Rasen am Ring wurde zum Flop

Zum achten Mal fand nun der “Rasen am Ring” auf Initiative der Organisatoren des “autofreien Tags”, der etwa Greenpeace angehört, in der Wiener Innenstadt statt. “Wir holen uns die Straße zurück”, hieß es auf einem der Transparente, doch der Andrang hielt sich bei weitem in Grenzen. Die für Autofahrer gesperrte Ringstraße zwischen der Oper und dem Parlament präsentierte sich zumindest von 10 bis 16 Uhr (gesperrt war bis 22 Uhr) durchwegs leer – was vor allem auch daran liegen dürfte, dass selbst ein Großteil der grünen Klientel an einem Montag einer regulären Arbeit oder einem Studium nachgeht. Bis dato fand der “autofreie Tag” an einem Wochenende statt. Sicherlich trug auch der Wettergott seinen Teil dazu bei, dass kaum ein Mensch auf dem grünen Rasen flanieren wollte, zumal es teils heftige Regenfälle gab.

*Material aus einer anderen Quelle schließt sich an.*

//! Schema Reconciler
//!
//! Aligns an arbitrary input table to the exact ordered feature set a
//! trained model expects. Missing columns are filled with a constant
//! default so inference never aborts on schema drift; the tradeoff is
//! degraded predictions, which the drift warning surfaces.

use ndarray::Array2;

use crate::logic::dataset::DataTable;

// ============================================================================
// POLICY
// ============================================================================

/// Alignment behavior knobs
#[derive(Debug, Clone, Copy)]
pub struct AlignPolicy {
    /// Value inserted for absent columns and for cells that fail numeric
    /// coercion
    pub fill_value: f64,
    /// When true, absent columns abort alignment instead of defaulting
    pub strict: bool,
}

impl Default for AlignPolicy {
    fn default() -> Self {
        Self {
            fill_value: 0.0,
            strict: false,
        }
    }
}

// ============================================================================
// OUTPUT
// ============================================================================

/// A numeric matrix whose column order matches the model's training schema
#[derive(Debug, Clone)]
pub struct AlignedMatrix {
    pub matrix: Array2<f64>,
    pub feature_names: Vec<String>,
}

impl AlignedMatrix {
    pub fn n_samples(&self) -> usize {
        self.matrix.nrows()
    }

    pub fn n_features(&self) -> usize {
        self.matrix.ncols()
    }

    /// True when every cell is finite
    pub fn is_finite(&self) -> bool {
        self.matrix.iter().all(|v| v.is_finite())
    }
}

// ============================================================================
// ERRORS
// ============================================================================

/// Strict-mode alignment failure: the input is missing expected columns
#[derive(Debug, Clone)]
pub struct SchemaDriftError {
    pub missing: Vec<String>,
}

impl std::fmt::Display for SchemaDriftError {
    fn fmt(&self, f: &mut std::fmt::Formatter<'_>) -> std::fmt::Result {
        write!(
            f,
            "Input is missing {} expected columns: {:?}",
            self.missing.len(),
            self.missing
        )
    }
}

impl std::error::Error for SchemaDriftError {}

// ============================================================================
// ALIGNMENT
// ============================================================================

/// Resolve the column set the model needs
///
/// Resolution order: the model's recorded training-time order, else the
/// supplied fallback, else the input's current columns unchanged.
pub fn resolve_needed_columns(
    x: &DataTable,
    model_order: Option<&[String]>,
    fallback: Option<&[String]>,
) -> Vec<String> {
    if let Some(order) = model_order {
        return order.to_vec();
    }
    if let Some(fallback) = fallback {
        return fallback.to_vec();
    }
    x.column_names().iter().map(|s| s.to_string()).collect()
}

/// Align `x` to exactly `needed` columns, in that order
///
/// Columns absent from `x` are filled with the policy's fill value, extra
/// columns are dropped, and every cell is coerced to `f64` (coercion
/// failures also take the fill value). The input table is never mutated.
pub fn align_features(
    x: &DataTable,
    needed: &[String],
    policy: &AlignPolicy,
) -> Result<AlignedMatrix, SchemaDriftError> {
    let missing: Vec<String> = needed
        .iter()
        .filter(|name| !x.has_column(name))
        .cloned()
        .collect();

    if !missing.is_empty() {
        if policy.strict {
            return Err(SchemaDriftError { missing });
        }
        log::warn!(
            "Aligning with {} absent columns defaulted to {}: {:?}",
            missing.len(),
            policy.fill_value,
            missing
        );
    }

    let n_rows = x.n_rows();
    let mut matrix = Array2::from_elem((n_rows, needed.len()), policy.fill_value);

    for (j, name) in needed.iter().enumerate() {
        if let Some(column) = x.column(name) {
            for (i, cell) in column.values.iter().enumerate() {
                matrix[[i, j]] = cell.numeric().unwrap_or(policy.fill_value);
            }
        }
    }

    Ok(AlignedMatrix {
        matrix,
        feature_names: needed.to_vec(),
    })
}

HC Strache kritisiert Pflanzerei

Die Medienberichterstattung viel durchwegs negativ aus. “Leerer Rasen-Ring, aber Megastau”, titelte etwa die Tageszeitung Heute. Die Zeitung Österreich berichtete von 5.000 Teilnehmern, die “gefeiert” hätten. Dem gegenüber standen 33.000 Autofahrer die im Stau standen. FPÖ-Chef HC Strache sprach von einer Pflanzerei. Wenig begeistert zeigt sich auch der freiheitliche Klubobmann des ersten Bezirks, Georg Fürnkranz. Dieser kündigte einen Anträge gegen den Mißbrauch des Demonstrationsrechts aber auch gegen die Radraser am Ring an. “Es ist unerträglich, dass grüne Vorfeldorganisationen unter Mißbrauch des Demonstrationsrechts mutwillig die Innenstadt mit einer halblustigen Veranstaltung blockieren und damit Schaden für Bewohner und Wirtschaft anrichten”, empört sich Fürnkranz.

Grüne sollten lieber gegen Radraser vorgehen

Vielmehr wäre es höchste Zeit, dass die grüne Verkehrsstadträtin Maria Vassilakou gegen die teilweise extremen Radraser in der Innenstadt etwas unternehme: Eine Messung im heurigen Sommer habe ergeben, dass am Radweg Kreuzung Schottenring/Hohenstaufengasse (Radfahrüberfahrt), weniger als 10% der Radfahrer die 10 km/h Beschränkung  berücksichtigen und die gewichtete Durchschnittsgeschwindigkeit sogar bei 32 km/h liege, erklärt Fürnkranz. Mithilfe zweier Anträge für die dieswöchige Bezirksvertretungssitzung im 1. Bezirk werde die FPÖ versuchen, das und den Rasen am Ring abzustellen, so Fürnkranz. Angesichts des heurigen Misserfolges scheint eine Fortsetzung dieses “Events” ohnehin ungewiss.